Van Sandt v. Royster
Facts
Laura A. J. Bailey originally owned adjoining lots 19, 20, and 4, and before selling the parcels a private lateral sewer was laid from the house on lot 4 westward across lots 20 and 19 to a public sewer in Highland Avenue. Bailey first conveyed lot 19 to Jones and later conveyed lot 20 to Murphy, both by general warranty deeds without reservations; the houses later built on lots 19 and 20 were connected to the same lateral sewer, which was continuously used for more than thirty-three years. The sewer pipe was underground and not visible on the surface, but plaintiff knew when he bought lot 19 that his house had modern plumbing that had to drain into a sewer.

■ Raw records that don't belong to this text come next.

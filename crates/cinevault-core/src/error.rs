//! Unified application error types for CineVault.
//!
//! All crates map their internal errors into [`AppError`] for consistent
//! propagation through the ? operator.

use std::fmt;
use thiserror::Error;

/// Top-level error kind categorization used across the entire application.
#[derive(Debug, Clone, Copy, PartialEq, Eq, Hash, serde::Serialize, serde::Deserialize)]
pub enum ErrorKind {
    /// The requested resource was not found.
    NotFound,
    /// Input validation failed.
    Validation,
    /// A conflict occurred (duplicate active entry).
    Conflict,
    /// A database error occurred.
    Database,
    /// An external service (media host) error occurred.
    ExternalService,
    /// A configuration error occurred.
    Configuration,
    /// A serialization/deserialization error occurred.
    Serialization,
    /// An internal server error occurred.
    Internal,
}

impl fmt::Display for ErrorKind {
    fn fmt(&self, f: &mut fmt::Formatter<'_>) -> fmt::Result {
        match self {
            Self::NotFound => write!(f, "NOT_FOUND"),
            Self::Validation => write!(f, "VALIDATION"),
            Self::Conflict => write!(f, "CONFLICT"),
            Self::Database => write!(f, "DATABASE"),
            Self::ExternalService => write!(f, "EXTERNAL_SERVICE"),
            Self::Configuration => write!(f, "CONFIGURATION"),
            Self::Serialization => write!(f, "SERIALIZATION"),
            Self::Internal => write!(f, "INTERNAL"),
        }
    }
}

/// The unified application error used throughout CineVault.
///
/// All crate-specific errors are mapped into `AppError` using `From` impls
/// or explicit `.map_err()` calls. This provides a single error type for
/// the entire application boundary.
#[derive(Debug, Error)]
#[error("{kind}: {message}")]
pub struct AppError {
    /// The category of error.
    pub kind: ErrorKind,
    /// A human-readable error message.
    pub message: String,
    /// Optional underlying cause.
    #[source]
    pub source: Option<Box<dyn std::error::Error + Send + Sync>>,
}

impl AppError {
    /// Create a new application error.
    pub fn new(kind: ErrorKind, message: impl Into<String>) -> Self {
        Self {
            kind,
            message: message.into(),
            source: None,
        }
    }

    /// Create a new application error with an underlying cause.
    pub fn with_source(
        kind: ErrorKind,
        message: impl Into<String>,
        source: impl std::error::Error + Send + Sync + 'static,
    ) -> Self {
        Self {
            kind,
            message: message.into(),
            source: Some(Box::new(source)),
        }
    }

    /// Create a not-found error.
    pub fn not_found(message: impl Into<String>) -> Self {
        Self::new(ErrorKind::NotFound, message)
    }

    /// Create a validation error.
    pub fn validation(message: impl Into<String>) -> Self {
        Self::new(ErrorKind::Validation, message)
    }

    /// Create a conflict error.
    pub fn conflict(message: impl Into<String>) -> Self {
        Self::new(ErrorKind::Conflict, message)
    }

    /// Create a database error.
    pub fn database(message: impl Into<String>) -> Self {
        Self::new(ErrorKind::Database, message)
    }

    /// Create an external-service error.
    pub fn external_service(message: impl Into<String>) -> Self {
        Self::new(ErrorKind::ExternalService, message)
    }

    /// Create a configuration error.
    pub fn configuration(message: impl Into<String>) -> Self {
        Self::new(ErrorKind::Configuration, message)
    }

    /// Create an internal error.
    pub fn internal(message: impl Into<String>) -> Self {
        Self::new(ErrorKind::Internal, message)
    }
}

impl Clone for AppError {
    fn clone(&self) -> Self {
        Self {
            kind: self.kind,
            message: self.message.clone(),
            source: None,
        }
    }
}

impl From<serde_json::Error> for AppError {
    fn from(err: serde_json::Error) -> Self {
        Self::with_source(
            ErrorKind::Serialization,
            format!("JSON serialization error: {err}"),
            err,
        )
    }
}

impl From<config::ConfigError> for AppError {
    fn from(err: config::ConfigError) -> Self {
        Self::with_source(
            ErrorKind::Configuration,
            format!("Configuration error: {err}"),
            err,
        )
    }
}

#[cfg(test)]
mod tests {
    use super::*;

    #[test]
    fn test_display_includes_kind_and_message() {
        let err = AppError::conflict("Genre 'Drama' already exists");
        assert_eq!(err.to_string(), "CONFLICT: Genre 'Drama' already exists");
    }

    #[test]
    fn test_clone_drops_source() {
        let io = std::io::Error::other("boom");
        let err = AppError::with_source(ErrorKind::Database, "query failed", io);
        let cloned = err.clone();
        assert_eq!(cloned.kind, ErrorKind::Database);
        assert!(cloned.source.is_none());
        assert!(err.source.is_some());
    }
}
//! Director entity.

pub mod model;

pub use model::{CreateDirector, Director, UpdateDirector};
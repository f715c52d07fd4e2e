//! Actor repository implementation.

use std::time::Duration;

use sqlx::PgPool;
use tokio::time::timeout;
use tracing::warn;

use cinevault_core::error::{AppError, ErrorKind};
use cinevault_core::result::AppResult;
use cinevault_core::types::pagination::PageRequest;
use cinevault_entity::actor::{Actor, CreateActor, UpdateActor};

/// How long the concurrent total-count query may run before the listing
/// gives up on it and answers without a count.
const COUNT_TIMEOUT: Duration = Duration::from_secs(5);

/// Repository for actor CRUD operations.
#[derive(Debug, Clone)]
pub struct ActorRepository {
    pool: PgPool,
}

impl ActorRepository {
    /// Create a new actor repository.
    pub fn new(pool: PgPool) -> Self {
        Self { pool }
    }

    /// Find an active actor by exact name.
    pub async fn find_active_by_name(&self, name: &str) -> AppResult<Option<Actor>> {
        sqlx::query_as::<_, Actor>("SELECT * FROM actors WHERE name = $1 AND state = TRUE")
            .bind(name)
            .fetch_optional(&self.pool)
            .await
            .map_err(|e| {
                AppError::with_source(ErrorKind::Database, "Failed to find actor by name", e)
            })
    }

    /// Insert a new active actor.
    ///
    /// Rejects the insert when an active actor with the same name already
    /// exists. The lookup and the insert are two separate statements, so
    /// concurrent inserts of the same name can both pass the check.
    pub async fn insert(&self, data: &CreateActor) -> AppResult<Actor> {
        if self.find_active_by_name(&data.name).await?.is_some() {
            return Err(AppError::conflict(format!(
                "An active actor named '{}' already exists",
                data.name
            )));
        }

        sqlx::query_as::<_, Actor>(
            "INSERT INTO actors (name, birthdate, avatar, state) \
             VALUES ($1, $2, $3, TRUE) \
             RETURNING *",
        )
        .bind(&data.name)
        .bind(data.birthdate)
        .bind(&data.avatar)
        .fetch_one(&self.pool)
        .await
        .map_err(|e| AppError::with_source(ErrorKind::Database, "Failed to create actor", e))
    }

    /// Update an actor's scalar fields by id.
    ///
    /// The avatar column is only touched when a new URL is supplied;
    /// `None` keeps the stored value.
    pub async fn update(&self, data: &UpdateActor) -> AppResult<()> {
        sqlx::query(
            "UPDATE actors SET name = $2, \
                               birthdate = $3, \
                               avatar = COALESCE($4, avatar), \
                               updated_at = NOW() \
             WHERE id = $1",
        )
        .bind(data.id)
        .bind(&data.name)
        .bind(data.birthdate)
        .bind(&data.avatar)
        .execute(&self.pool)
        .await
        .map_err(|e| AppError::with_source(ErrorKind::Database, "Failed to update actor", e))?;

        Ok(())
    }

    /// List active actors for one page, with the total active count
    /// fetched concurrently.
    ///
    /// Both queries are joined before returning; if the count exceeds
    /// [`COUNT_TIMEOUT`] or fails, the page is returned without it.
    pub async fn list(&self, page: &PageRequest) -> AppResult<(Vec<Actor>, Option<u64>)> {
        let page_fut = sqlx::query_as::<_, Actor>(
            "SELECT * FROM actors WHERE state = TRUE ORDER BY id LIMIT $1 OFFSET $2",
        )
        .bind(page.limit() as i64)
        .bind(page.offset() as i64)
        .fetch_all(&self.pool);

        let count_fut = sqlx::query_scalar::<_, i64>("SELECT COUNT(*) FROM actors WHERE state = TRUE")
            .fetch_one(&self.pool);

        let (rows, count) = tokio::join!(page_fut, timeout(COUNT_TIMEOUT, count_fut));

        let rows = rows
            .map_err(|e| AppError::with_source(ErrorKind::Database, "Failed to list actors", e))?;

        let count = match count {
            Ok(Ok(total)) => Some(total as u64),
            Ok(Err(e)) => {
                warn!(error = %e, "Actor count query failed; listing without count");
                None
            }
            Err(_) => {
                warn!("Actor count query timed out; listing without count");
                None
            }
        };

        Ok((rows, count))
    }

    /// Soft-delete an actor by id.
    ///
    /// Succeeds as long as the statement runs; an unknown or already
    /// inactive id is not distinguished from a real deletion.
    pub async fn soft_delete(&self, id: i64) -> AppResult<()> {
        sqlx::query("UPDATE actors SET state = FALSE, updated_at = NOW() WHERE id = $1")
            .bind(id)
            .execute(&self.pool)
            .await
            .map_err(|e| AppError::with_source(ErrorKind::Database, "Failed to delete actor", e))?;

        Ok(())
    }
}
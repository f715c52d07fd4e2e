//! # cinevault-core
//!
//! Core crate for CineVault. Contains configuration schemas, the response
//! envelope, pagination and date types, and the unified error system.
//!
//! This crate has **no** internal dependencies on other CineVault crates.

pub mod config;
pub mod error;
pub mod result;
pub mod types;

pub use error::AppError;
pub use result::AppResult;
//! Pagination types for list operations.

use serde::{Deserialize, Serialize};

/// Default page size when a request omits it.
const DEFAULT_PAGE_SIZE: u64 = 25;

/// Request parameters for paginated queries.
///
/// Pages are zero-based: page 0 is the first page. No upper bound is
/// enforced on `page_size`; callers control the page weight.
#[derive(Debug, Clone, Copy, Serialize, Deserialize)]
pub struct PageRequest {
    /// Page number (zero-based).
    #[serde(default)]
    pub page: u64,
    /// Number of items per page.
    #[serde(default = "default_page_size")]
    pub page_size: u64,
}

impl PageRequest {
    /// Create a new page request.
    pub fn new(page: u64, page_size: u64) -> Self {
        Self { page, page_size }
    }

    /// Calculate the SQL `OFFSET` value.
    pub fn offset(&self) -> u64 {
        self.page.saturating_mul(self.page_size)
    }

    /// Return the SQL `LIMIT` value.
    pub fn limit(&self) -> u64 {
        self.page_size
    }

    /// Total pages needed for `total` items at this page size.
    pub fn total_pages(&self, total: u64) -> u64 {
        if self.page_size == 0 {
            0
        } else {
            total.div_ceil(self.page_size)
        }
    }
}

impl Default for PageRequest {
    fn default() -> Self {
        Self {
            page: 0,
            page_size: DEFAULT_PAGE_SIZE,
        }
    }
}

fn default_page_size() -> u64 {
    DEFAULT_PAGE_SIZE
}

#[cfg(test)]
mod tests {
    use super::*;

    #[test]
    fn test_offset_is_zero_based() {
        assert_eq!(PageRequest::new(0, 10).offset(), 0);
        assert_eq!(PageRequest::new(1, 10).offset(), 10);
        assert_eq!(PageRequest::new(3, 25).offset(), 75);
    }

    #[test]
    fn test_total_pages_rounds_up() {
        let page = PageRequest::new(0, 10);
        assert_eq!(page.total_pages(0), 0);
        assert_eq!(page.total_pages(10), 1);
        assert_eq!(page.total_pages(11), 2);
        assert_eq!(PageRequest::new(0, 0).total_pages(42), 0);
    }

    #[test]
    fn test_deserialize_defaults() {
        let page: PageRequest = serde_json::from_str("{}").expect("deserialize");
        assert_eq!(page.page, 0);
        assert_eq!(page.page_size, DEFAULT_PAGE_SIZE);
    }
}
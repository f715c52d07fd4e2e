//! Actor service handlers.

use axum::Json;
use axum::extract::State;
use validator::Validate;

use cinevault_core::types::dates::parse_birthdate;
use cinevault_core::types::envelope::Envelope;
use cinevault_core::types::pagination::PageRequest;
use cinevault_entity::actor::{CreateActor, UpdateActor};
use cinevault_media::UploadPreset;

use crate::dto::request::{ActorInput, IdRequest};
use crate::dto::response::ActorRecord;
use crate::handlers::resolve_image;
use crate::state::AppState;

/// POST /api/actors/insert
pub async fn insert(
    State(state): State<AppState>,
    Json(req): Json<ActorInput>,
) -> Json<Envelope<ActorRecord>> {
    if let Err(e) = req.validate() {
        return Json(Envelope::failure(400, format!("Invalid actor payload: {e}")));
    }

    let birthdate = match parse_birthdate(&req.birthdate) {
        Ok(date) => date,
        Err(e) => return Json(Envelope::from_error(&e, 400)),
    };

    let avatar = match resolve_image(&state.media, req.avatar.as_deref(), &UploadPreset::ACTOR, true)
        .await
    {
        Ok(url) => url,
        Err(e) => return Json(Envelope::from_error(&e, 400)),
    };

    let data = CreateActor {
        name: req.name,
        birthdate,
        avatar,
    };

    match state.actor_repo.insert(&data).await {
        Ok(actor) => Json(Envelope::created(
            "The actor has been created",
            ActorRecord::from(&actor),
        )),
        Err(e) => Json(Envelope::from_error(&e, 400)),
    }
}

/// POST /api/actors/update
pub async fn update(
    State(state): State<AppState>,
    Json(req): Json<ActorInput>,
) -> Json<Envelope<ActorRecord>> {
    if let Err(e) = req.validate() {
        return Json(Envelope::failure(400, format!("Invalid actor payload: {e}")));
    }

    let birthdate = match parse_birthdate(&req.birthdate) {
        Ok(date) => date,
        Err(e) => return Json(Envelope::from_error(&e, 400)),
    };

    // An already-hosted URL resolves to None here, leaving the stored
    // avatar untouched; only fresh inline data replaces it.
    let avatar =
        match resolve_image(&state.media, req.avatar.as_deref(), &UploadPreset::ACTOR, false).await
        {
            Ok(url) => url,
            Err(e) => return Json(Envelope::from_error(&e, 400)),
        };

    let data = UpdateActor {
        id: req.id,
        name: req.name,
        birthdate,
        avatar,
    };

    match state.actor_repo.update(&data).await {
        Ok(()) => Json(Envelope::ok_empty("Record updated")),
        Err(e) => Json(Envelope::from_error(&e, 400)),
    }
}

/// POST /api/actors/list
pub async fn list(
    State(state): State<AppState>,
    Json(page): Json<PageRequest>,
) -> Json<Envelope<Vec<ActorRecord>>> {
    match state.actor_repo.list(&page).await {
        Ok((actors, total)) => {
            let records: Vec<ActorRecord> = actors.iter().map(ActorRecord::from).collect();
            let pages = total.map(|t| page.total_pages(t));
            Json(Envelope::ok_listing("Actor listing", records, pages))
        }
        Err(e) => {
            tracing::error!(error = %e, "Actor listing failed");
            let mut envelope = Envelope::from_error(&e, 500);
            envelope.value = Some(Vec::new());
            Json(envelope)
        }
    }
}

/// POST /api/actors/delete
pub async fn delete(
    State(state): State<AppState>,
    Json(req): Json<IdRequest>,
) -> Json<Envelope<ActorRecord>> {
    match state.actor_repo.soft_delete(req.id).await {
        Ok(()) => Json(Envelope::ok_empty("The record was deleted")),
        Err(e) => Json(Envelope::from_error(&e, 400)),
    }
}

After plaintiff discovered sewage flooding his basement in 1936, he learned for the first time of the lateral sewer running across his property and sued to stop defendants' use of it.
Issue
Whether defendants had an easement by implication to continue using the underground lateral sewer across plaintiff's land after severance of the formerly unified tract. Also, whether plaintiff took free of any such easement because he was a bona fide purchaser without notice.
Rule
An easement by implication arises from the inferred intention of the parties under the circumstances of a conveyance, rather than from the language of the deed alone, and may arise in favor of either the conveyor or the conveyee. In determining whether such an easement exists, important factors include whether the claimant is grantor or grantee, the terms and consideration of the conveyance, the extent of necessity, reciprocal benefits, the manner of prior use, and the extent to which that prior use was or might have been known to the parties. An underground drain or sewer may qualify as an apparent easement when connected appliances or circumstances would disclose it upon reasonably prudent investigation.
See the holding & full analysis
Create a free KwikCourt account to unlock the rest of this brief — and practice the case.
- The court's holding and reasoning
- Doctrine tests, pitfalls & exam hypotheticals
- 10 practice questions + 4 AI-graded essays on this case
Test yourself
Who is most likely to prevail?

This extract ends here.